The Many Paths to LEED Accreditation

Thu, 2009-09-24 01:29

Everblue Principal Chris Boggiano was recently interviewed by Construction Informer. Here is the article:

There are many paths you can take to become a LEED accredited professional and starting about a month ago there became an expanded array of accreditations.

The five AP credentials now include: interior design & construction; homes; operations & maintenance; neighborhood development; and building design & construction. There is also a LEED Green Associate credential and LEED Fellow credential.

By most accounts getting some kind of LEED accreditation can only expand opportunities for people in the AEC fields. Perhaps because of that, and because of the continuing interest in all things green, there are many options becoming available to help people get ready to take the LEED exams.

The United States Green Building Council has online and classroom courses and it supplies study guides and exam preparation materials. There are also many private firms that are certified by the USGBC to provide training as well.

I was curious about some of the reasons people would choose a particular training regimen over another, and about a few other things related to LEED accreditation training, so I asked some questions of Chris Boggiano a principal at Everblue Training Institute, a member of the USGBC provider program.

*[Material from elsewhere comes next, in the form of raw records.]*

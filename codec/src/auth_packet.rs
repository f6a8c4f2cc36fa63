// Copyright (c) 2024 Xu Shaohua <shaohua@biofan.org>. All rights reserved.
// Use of this source is governed by Apache-2.0 License that can be found
// in the LICENSE file.

use crate::base::{DecodeData, EncodeData};
use crate::property::check_property_type_list;
use crate::{
    ByteArray, DecodeError, DecodePacket, EncodeError, EncodePacket, FixedHeader, PacketType,
    Properties, PropertyType, ProtocolVersion, ReasonCode,
};

/// Properties available in AUTH packets.
pub const AUTH_PROPERTIES: &[PropertyType] = &[
    PropertyType::AuthenticationMethod,
    PropertyType::AuthenticationData,
    PropertyType::ReasonString,
    PropertyType::UserProperty,
];

/// An AUTH packet is sent from Client to Server or Server to Client as part
/// of an extended authentication exchange. MQTT 5.0 only.
///
/// It is a Protocol Error for either side to send an AUTH packet unless the
/// CONNECT packet contained an Authentication Method [MQTT-3.15.0-1].
#[allow(clippy::module_name_repetitions)]
#[derive(Debug, Default, Clone, PartialEq, Eq)]
pub struct AuthPacket {
    reason_code: ReasonCode,
    properties: Properties,
}

impl AuthPacket {
    /// Create a new AUTH packet with reason Success.
    #[must_use]
    pub fn new() -> Self {
        Self::default()
    }

    pub fn set_reason_code(&mut self, reason_code: ReasonCode) -> &mut Self {
        self.reason_code = reason_code;
        self
    }

    #[must_use]
    pub const fn reason_code(&self) -> ReasonCode {
        self.reason_code
    }

    /// Get a mutable reference to the property list.
    pub fn properties_mut(&mut self) -> &mut Properties {
        &mut self.properties
    }

    #[must_use]
    pub const fn properties(&self) -> &Properties {
        &self.properties
    }
}

impl EncodePacket for AuthPacket {
    fn encode<V: ProtocolVersion>(&self, buf: &mut Vec<u8>) -> Result<usize, EncodeError> {
        if !V::HAS_PROPERTIES {
            return Err(EncodeError::UnsupportedVersion);
        }
        let old_len = buf.len();
        let mut remaining_length = 0;
        let verbose = self.reason_code != ReasonCode::Success || !self.properties.is_empty();
        if verbose {
            remaining_length += ReasonCode::bytes() + self.properties.bytes()?;
        }
        let fixed_header = FixedHeader::new(PacketType::Auth, remaining_length)
            .map_err(|_| EncodeError::InvalidVarInt)?;
        fixed_header.encode(buf)?;
        if verbose {
            self.reason_code.encode(buf)?;
            self.properties.encode(buf)?;
        }
        Ok(buf.len() - old_len)
    }
}

impl DecodePacket for AuthPacket {
    fn decode<V: ProtocolVersion>(ba: &mut ByteArray) -> Result<Self, DecodeError> {
        let fixed_header = FixedHeader::decode(ba)?;
        if fixed_header.packet_type() != PacketType::Auth {
            return Err(DecodeError::InvalidPacketType);
        }
        // The AUTH packet does not exist in MQTT 3.1.1.
        if !V::HAS_PROPERTIES {
            return Err(DecodeError::InvalidPacketType);
        }

        let mut packet = Self::new();
        if fixed_header.remaining_length() > 0 {
            packet.reason_code = ReasonCode::decode_for(ba, PacketType::Auth)?;
            let properties = Properties::decode(ba)?;
            if let Err(property_type) =
                check_property_type_list(properties.props(), AUTH_PROPERTIES)
            {
                log::error!("auth: Forbidden property {property_type:?} in AUTH");
                return Err(DecodeError::ForbiddenProperty);
            }
            packet.properties = properties;
        }

        Ok(packet)
    }
}

#[cfg(test)]
mod tests {
    use super::*;
    use crate::{BinaryData, Property, StringData, V311, V5};

    #[test]
    fn test_round_trip_challenge() {
        let mut packet = AuthPacket::new();
        packet.set_reason_code(ReasonCode::ContinueAuthentication);
        packet
            .properties_mut()
            .push(Property::AuthenticationMethod(
                StringData::from("SCRAM-SHA-1").unwrap(),
            ))
            .push(Property::AuthenticationData(
                BinaryData::from_slice(b"nonce").unwrap(),
            ));
        let mut buf = Vec::new();
        packet.encode::<V5>(&mut buf).unwrap();

        let mut ba = ByteArray::new(&buf);
        let decoded = AuthPacket::decode::<V5>(&mut ba).unwrap();
        assert_eq!(decoded, packet);
        assert_eq!(
            decoded.properties().authentication_method(),
            Some("SCRAM-SHA-1")
        );
    }

    #[test]
    fn test_rejected_in_v311() {
        let packet = AuthPacket::new();
        let mut buf = Vec::new();
        assert_eq!(
            packet.encode::<V311>(&mut buf),
            Err(EncodeError::UnsupportedVersion)
        );

        let buf = [0xf0, 0x00];
        let mut ba = ByteArray::new(&buf);
        assert_eq!(
            AuthPacket::decode::<V311>(&mut ba),
            Err(DecodeError::InvalidPacketType)
        );
    }
}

According to the GBCI there are three things that will qualify someone to sit for the LEED Green Associate exam. One of those is to attend an education program that addresses green building principles. What are the key things people should look at when choosing such an education program?

They should look for a comprehensive program – a course that not only provides material, but can sufficiently instruct and prepare a candidate to master the material. It’s also important to consider a training institute that prepares and presents their own content, and a program that spans multiple days since that generally works better than one-day programs.

What are some reasons people might consider attending training for LEED in a classroom environment?

If it has been a while since they’ve taken a test they may want to get back into the rigors of learning in a classroom environment. For every hour spent in a classroom learning environment, it saves a student three to four hours of attempting to master the material themselves.

What are the reasons some people might consider getting LEED training in online courses?

Live instruction courses are not available everywhere, online is cost effective, and by making it conveniently accessible it saves a person time.

Are there any statistical indications, or anecdotal evidence, that one type of LEED training (classroom, online) is better than another when it comes to passing the accreditation tests?

LEED material is very dry and even in a live setting it can be difficult for a student to stay focused and attentive which is why quality of instructor and course content is integral. Although learning online is not impossible it may not be the best way of learning LEED material for some. 

What are the key attributes of a person who has the highest chance of success when studying for, and passing LEED accreditation exams?

Discipline and consistency with studying, taking the LEED exam material seriously, and successful implementation of a study plan.

How much money should a person expect to spend in order to become a LEED AP+?

Strongly recommended, but optional, prep course fee ($100-$500), $100 application fee, $450 exam fee.